Up to and including the line with "pub mod sorting;", restate the records below word for word, beginning with their first line.

—————

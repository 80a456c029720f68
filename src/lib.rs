use axum::{
    extract::{Query, State},
    http::StatusCode,
    routing::get,
    Json, Router,
};
use serde::{Deserialize, Serialize};
use serde_json::Value;
use sqlx::{Pool, Postgres};
use std::sync::Arc;
use tower_http::cors::{Any, CorsLayer};
use tracing::error;

pub mod builder;
pub mod config;
pub mod document;
pub mod error;
pub mod facets;
pub mod indexer;
pub mod records;
pub mod registry;
pub mod solr;
pub mod sorting;
pub mod uri;

pub use config::AppConfig;
pub use document::SearchDocument;
pub use error::{IndexError, Result};
pub use facets::{FacetFilter, FacetQuery};
pub use indexer::{Indexer, IndexingReport, ReindexOptions};
pub use registry::{FacetTable, FieldRegistry, PgFacetTable};
pub use solr::{SearchService, SolrClient};

/// Path of the public results page, relative to the public base.
pub const RESULTS_PATH: &str = "/solr-search";

const DEFAULT_LIMIT: u32 = 20;
const MAX_LIMIT: u32 = 100;

// ============================================================================
// Response Types
// ============================================================================

#[derive(Serialize)]
pub struct Message {
    pub message: String,
}

#[derive(Serialize)]
pub struct ApiError {
    pub error: String,
}

type ApiResult<T> = std::result::Result<Json<T>, (StatusCode, Json<ApiError>)>;

fn api_error(status: StatusCode, error: impl std::fmt::Display) -> (StatusCode, Json<ApiError>) {
    (
        status,
        Json(ApiError {
            error: error.to_string(),
        }),
    )
}

/// A filter currently applied to the results, with the link that drops it.
#[derive(Serialize, Debug)]
pub struct AppliedFilter {
    pub field: String,
    pub label: String,
    pub value: String,
    pub remove_url: String,
}

#[derive(Serialize, Debug)]
pub struct FacetValueLink {
    pub value: String,
    pub count: u64,
    pub add_url: String,
}

#[derive(Serialize, Debug)]
pub struct FacetGroup {
    pub key: String,
    pub label: String,
    pub values: Vec<FacetValueLink>,
}

#[derive(Serialize, Debug)]
pub struct SearchResponse {
    /// Link back to this result page with the same filters
    pub url: String,
    pub num_found: u64,
    pub limit: u32,
    pub offset: u32,
    pub docs: Vec<Value>,
    pub applied: Vec<AppliedFilter>,
    pub facets: Vec<FacetGroup>,
}

// ============================================================================
// Query Parameters
// ============================================================================

#[derive(Deserialize, Debug, Default)]
pub struct SearchParams {
    pub q: Option<String>,
    pub facet: Option<String>,
    pub limit: Option<u32>,
    pub offset: Option<u32>,
}

// ============================================================================
// App State
// ============================================================================

#[derive(Clone)]
pub struct AppState {
    pub search: Arc<dyn SearchService>,
    pub facets: Arc<dyn FacetTable>,
    /// Base URL facet links are built against
    pub results_url: String,
}

// ============================================================================
// Router Setup
// ============================================================================

pub fn create_app(pool: Pool<Postgres>, solr: SolrClient, config: &AppConfig) -> Router {
    let state = AppState {
        search: Arc::new(solr),
        facets: Arc::new(PgFacetTable::new(pool, config.index.table_prefix.clone())),
        results_url: format!(
            "{}{}",
            config.index.public_base.trim_end_matches('/'),
            RESULTS_PATH
        ),
    };

    router(state)
}

/// Router over an already assembled state.
pub fn router(state: AppState) -> Router {
    let cors = CorsLayer::new()
        .allow_origin(Any)
        .allow_methods(Any)
        .allow_headers(Any);

    Router::new()
        .route("/api/health", get(health_check))
        .route("/api/search", get(search))
        .layer(cors)
        .with_state(state)
}

// ============================================================================
// Handlers
// ============================================================================

async fn health_check() -> Json<Message> {
    Json(Message {
        message: "Solr search is running!".to_string(),
    })
}

async fn search(
    State(state): State<AppState>,
    Query(params): Query<SearchParams>,
) -> ApiResult<SearchResponse> {
    let limit = params.limit.unwrap_or(DEFAULT_LIMIT).min(MAX_LIMIT);
    let offset = params.offset.unwrap_or(0);

    let registry = state.facets.snapshot().await.map_err(|e| {
        error!("Failed to load facet configuration: {}", e);
        api_error(StatusCode::INTERNAL_SERVER_ERROR, e)
    })?;

    let query = FacetQuery::new(params.q.as_deref(), params.facet.as_deref());
    let results = state
        .search
        .query(&query.to_query_params(&registry, limit, offset))
        .await
        .map_err(|e| {
            error!("Search failed: {}", e);
            api_error(StatusCode::BAD_GATEWAY, format!("Search failed: {}", e))
        })?;

    let applied = query
        .facets
        .iter()
        .map(|f| AppliedFilter {
            field: f.field.clone(),
            label: sorting::label_or_key(&f.field, &registry),
            value: f.value.clone(),
            remove_url: query.remove_url(&state.results_url, &f.field, &f.value),
        })
        .collect();

    let facets = sorting::sort_facet_results(&results.facet_fields, &registry)
        .into_iter()
        .map(|facet| FacetGroup {
            label: sorting::label_or_key(&facet.key, &registry),
            values: facet
                .values
                .iter()
                .map(|v| FacetValueLink {
                    value: v.value.clone(),
                    count: v.count,
                    add_url: query.add_url(&state.results_url, &facet.key, &v.value),
                })
                .collect(),
            key: facet.key,
        })
        .collect();

    Ok(Json(SearchResponse {
        url: query.url(&state.results_url),
        num_found: results.num_found,
        limit,
        offset,
        docs: results.docs,
        applied,
        facets,
    }))
}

—————

» RESPONSE AREA
repository 80a456c029720f68
filename src/lib.rs
use axum::{
    extract::{Query, State},
    http::StatusCode,
    routing::get,
    Json, Router,
};
use serde::{Deserialize, Serialize};
use serde_json::Value;
use sqlx::{Pool, Postgres};
use std::sync::Arc;
use tower_http::cors::{Any, CorsLayer};
use tracing::error;

pub mod builder;
pub mod config;
pub mod document;
pub mod error;
pub mod facets;
pub mod indexer;
pub mod records;
pub mod registry;
pub mod solr;
pub mod sorting;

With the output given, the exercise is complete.